### Work to complete
Where the line containing "reference instant: excluded" appears in the records below, begin there and output each line verbatim through the last line.

### Records shown
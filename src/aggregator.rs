//! Nutrition aggregation
//!
//! This module computes daily summaries and 7-day sliding-window trends over
//! a snapshot of food-log entries. Both computations are pure folds: total,
//! deterministic, order-insensitive, and free of I/O or wall-clock reads.
//! The reference date/instant is always injected by the caller; "calendar
//! day" is defined by the offset the aggregator is constructed with.

use crate::types::{DailySummary, DayTotals, FoodLogEntry, WeeklyTrend};
use chrono::{DateTime, Duration, FixedOffset, NaiveDate, Offset, Utc};
use std::collections::BTreeMap;

/// Length of the trend window in days
pub const TREND_WINDOW_DAYS: i64 = 7;

/// Aggregator for daily summaries and weekly trends.
#[derive(Debug, Clone, Copy)]
pub struct NutritionAggregator {
    tz: FixedOffset,
}

impl Default for NutritionAggregator {
    fn default() -> Self {
        Self::new(Utc.fix())
    }
}

impl NutritionAggregator {
    /// Create an aggregator whose calendar days follow the given offset.
    pub fn new(tz: FixedOffset) -> Self {
        Self { tz }
    }

    /// The offset that defines this aggregator's calendar day.
    pub fn tz(&self) -> FixedOffset {
        self.tz
    }

    /// Calendar date of an instant in this aggregator's zone.
    pub fn local_date(&self, instant: DateTime<Utc>) -> NaiveDate {
        instant.with_timezone(&self.tz).date_naive()
    }

    /// Sum all entries whose timestamp falls on `on` (calendar-date
    /// equality, not a rolling 24h window).
    ///
    /// Zero matching entries yield an all-zero summary.
    pub fn daily_summary(&self, entries: &[FoodLogEntry], on: NaiveDate) -> DailySummary {
        let mut summary = DailySummary::default();

        for entry in entries {
            if self.local_date(entry.timestamp) != on {
                continue;
            }
            summary.total_calories = summary.total_calories.saturating_add(entry.nutrition.calories);
            summary.total_protein = summary.total_protein.saturating_add(entry.nutrition.protein);
            summary.total_carbs = summary.total_carbs.saturating_add(entry.nutrition.carbs);
            summary.total_fats = summary.total_fats.saturating_add(entry.nutrition.fats);
            summary.meal_count += 1;
        }

        summary
    }

    /// Aggregate the sliding window `[ending_at - 7 days, ending_at]` into
    /// per-day totals and per-metric averages.
    ///
    /// The lower bound is inclusive; entries after `ending_at` are not part
    /// of a trend ending at that instant. Averages are means over days that
    /// have at least one entry; an empty window yields zero averages and an
    /// empty breakdown.
    pub fn weekly_trend(&self, entries: &[FoodLogEntry], ending_at: DateTime<Utc>) -> WeeklyTrend {
        let window_start = ending_at - Duration::days(TREND_WINDOW_DAYS);

        let mut days: BTreeMap<NaiveDate, DayTotals> = BTreeMap::new();
        for entry in entries {
            if entry.timestamp < window_start || entry.timestamp > ending_at {
                continue;
            }
            let date = self.local_date(entry.timestamp);
            let totals = days.entry(date).or_insert(DayTotals {
                date,
                calories: 0,
                protein: 0,
                carbs: 0,
                fats: 0,
                meal_count: 0,
            });
            totals.calories = totals.calories.saturating_add(entry.nutrition.calories);
            totals.protein = totals.protein.saturating_add(entry.nutrition.protein);
            totals.carbs = totals.carbs.saturating_add(entry.nutrition.carbs);
            totals.fats = totals.fats.saturating_add(entry.nutrition.fats);
            totals.meal_count += 1;
        }

        if days.is_empty() {
            return WeeklyTrend::default();
        }

        let daily: Vec<DayTotals> = days.into_values().collect();
        WeeklyTrend {
            avg_calories: mean(daily.iter().map(|d| d.calories)),
            avg_protein: mean(daily.iter().map(|d| d.protein)),
            avg_carbs: mean(daily.iter().map(|d| d.carbs)),
            avg_fats: mean(daily.iter().map(|d| d.fats)),
            daily,
        }
    }
}

/// Rounded arithmetic mean of per-day totals. Empty input yields 0.
fn mean(values: impl Iterator<Item = u32>) -> u32 {
    let (sum, count) = values.fold((0u64, 0u64), |(s, c), v| (s + u64::from(v), c + 1));
    if count == 0 {
        return 0;
    }
    (sum as f64 / count as f64).round() as u32
}

#[cfg(test)]
mod tests {
    use super::*;
    use crate::types::NutritionFacts;
    use chrono::TimeZone;
    use pretty_assertions::assert_eq;
    use uuid::Uuid;

    fn entry(ts: DateTime<Utc>, calories: u32, protein: u32, carbs: u32, fats: u32) -> FoodLogEntry {
        FoodLogEntry {
            id: Uuid::new_v4(),
            meal_name: "meal".to_string(),
            timestamp: ts,
            quantity: "1 serving".to_string(),
            nutrition: NutritionFacts::new(calories, protein, carbs, fats),
        }
    }

    fn at(y: i32, mo: u32, d: u32, h: u32) -> DateTime<Utc> {
        Utc.with_ymd_and_hms(y, mo, d, h, 0, 0).unwrap()
    }

    fn date(y: i32, mo: u32, d: u32) -> NaiveDate {
        NaiveDate::from_ymd_opt(y, mo, d).unwrap()
    }

    #[test]
    fn daily_summary_sums_matching_entries_only() {
        let entries = vec![
            entry(at(2024, 3, 10, 8), 320, 12, 54, 6),
            entry(at(2024, 3, 10, 13), 485, 38, 41, 18),
            entry(at(2024, 3, 10, 19), 420, 35, 30, 15),
            entry(at(2024, 3, 9, 19), 500, 20, 60, 20),
        ];

        let agg = NutritionAggregator::default();
        let summary = agg.daily_summary(&entries, date(2024, 3, 10));

        assert_eq!(summary.total_calories, 1225);
        assert_eq!(summary.total_protein, 85);
        assert_eq!(summary.total_carbs, 125);
        assert_eq!(summary.total_fats, 39);
        assert_eq!(summary.meal_count, 3);
    }

    #[test]
    fn daily_summary_of_nothing_is_all_zero() {
        let agg = NutritionAggregator::default();
        let summary = agg.daily_summary(&[], date(2024, 3, 10));
        assert_eq!(summary, DailySummary::default());
    }

    #[test]
    fn daily_summary_is_order_insensitive() {
        let mut entries = vec![
            entry(at(2024, 3, 10, 8), 320, 12, 54, 6),
            entry(at(2024, 3, 10, 13), 485, 38, 41, 18),
            entry(at(2024, 3, 10, 19), 420, 35, 30, 15),
        ];
        let agg = NutritionAggregator::default();
        let forward = agg.daily_summary(&entries, date(2024, 3, 10));
        entries.reverse();
        let backward = agg.daily_summary(&entries, date(2024, 3, 10));
        assert_eq!(forward, backward);
    }

    #[test]
    fn daily_summary_respects_offset_day_boundary() {
        // 23:30 UTC on the 9th is already the 10th at UTC+5
        let entries = vec![entry(at(2024, 3, 9, 23), 400, 10, 10, 10)];
        let plus_five = NutritionAggregator::new(FixedOffset::east_opt(5 * 3600).unwrap());

        assert_eq!(plus_five.daily_summary(&entries, date(2024, 3, 10)).meal_count, 1);
        assert_eq!(plus_five.daily_summary(&entries, date(2024, 3, 9)).meal_count, 0);
    }

    #[test]
    fn weekly_trend_groups_by_day_and_averages_present_days() {
        let now = at(2024, 3, 10, 20);
        let entries = vec![
            entry(at(2024, 3, 10, 8), 300, 20, 30, 10),
            entry(at(2024, 3, 10, 13), 500, 30, 50, 20),
            entry(at(2024, 3, 8, 12), 600, 45, 70, 25),
        ];

        let trend = NutritionAggregator::default().weekly_trend(&entries, now);

        // Two days present: (800, 600) calories -> mean 700
        assert_eq!(trend.daily.len(), 2);
        assert_eq!(trend.avg_calories, 700);
        assert_eq!(trend.avg_protein, 48); // (50 + 45) / 2 = 47.5 -> 48
        assert_eq!(trend.avg_carbs, 75);
        assert_eq!(trend.avg_fats, 28); // (30 + 25) / 2 = 27.5 -> 28

        // Breakdown is ascending by date
        assert_eq!(trend.daily[0].date, date(2024, 3, 8));
        assert_eq!(trend.daily[1].date, date(2024, 3, 10));
        assert_eq!(trend.daily[1].meal_count, 2);
    }

    #[test]
    fn weekly_trend_of_empty_window_is_defined() {
        let trend = NutritionAggregator::default().weekly_trend(&[], at(2024, 3, 10, 20));
        assert_eq!(trend, WeeklyTrend::default());
        assert_eq!(trend.avg_calories, 0);
        assert!(trend.daily.is_empty());
    }

    #[test]
    fn weekly_trend_window_bounds() {
        let now = at(2024, 3, 10, 20);
        let entries = vec![
            // Exactly 7 days old: included (inclusive lower bound)
            entry(at(2024, 3, 3, 20), 100, 1, 1, 1),
            // Just older than 7 days: excluded
            entry(at(2024, 3, 3, 19), 900, 9, 9, 9),
            // After the reference instant: excluded
            entry(at(2024, 3, 10, 21), 700, 7, 7, 7),
        ];

        let trend = NutritionAggregator::default().weekly_trend(&entries, now);
        assert_eq!(trend.daily.len(), 1);
        assert_eq!(trend.daily[0].calories, 100);
    }

    #[test]
    fn aggregation_is_deterministic() {
        let now = at(2024, 3, 10, 20);
        let entries = vec![
            entry(at(2024, 3, 10, 8), 320, 12, 54, 6),
            entry(at(2024, 3, 7, 12), 610, 42, 55, 22),
        ];
        let agg = NutritionAggregator::default();

        assert_eq!(
            agg.daily_summary(&entries, date(2024, 3, 10)),
            agg.daily_summary(&entries, date(2024, 3, 10))
        );
        assert_eq!(agg.weekly_trend(&entries, now), agg.weekly_trend(&entries, now));
    }
}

### Task answer
            // After the reference instant: excluded
            entry(at(2024, 3, 10, 21), 700, 7, 7, 7),
        ];

        let trend = NutritionAggregator::default().weekly_trend(&entries, now);
        assert_eq!(trend.daily.len(), 1);
        assert_eq!(trend.daily[0].calories, 100);
    }

    #[test]
    fn aggregation_is_deterministic() {
        let now = at(2024, 3, 10, 20);
        let entries = vec![
            entry(at(2024, 3, 10, 8), 320, 12, 54, 6),
            entry(at(2024, 3, 7, 12), 610, 42, 55, 22),
        ];
        let agg = NutritionAggregator::default();

        assert_eq!(
            agg.daily_summary(&entries, date(2024, 3, 10)),
            agg.daily_summary(&entries, date(2024, 3, 10))
        );
        assert_eq!(agg.weekly_trend(&entries, now), agg.weekly_trend(&entries, now));
    }
}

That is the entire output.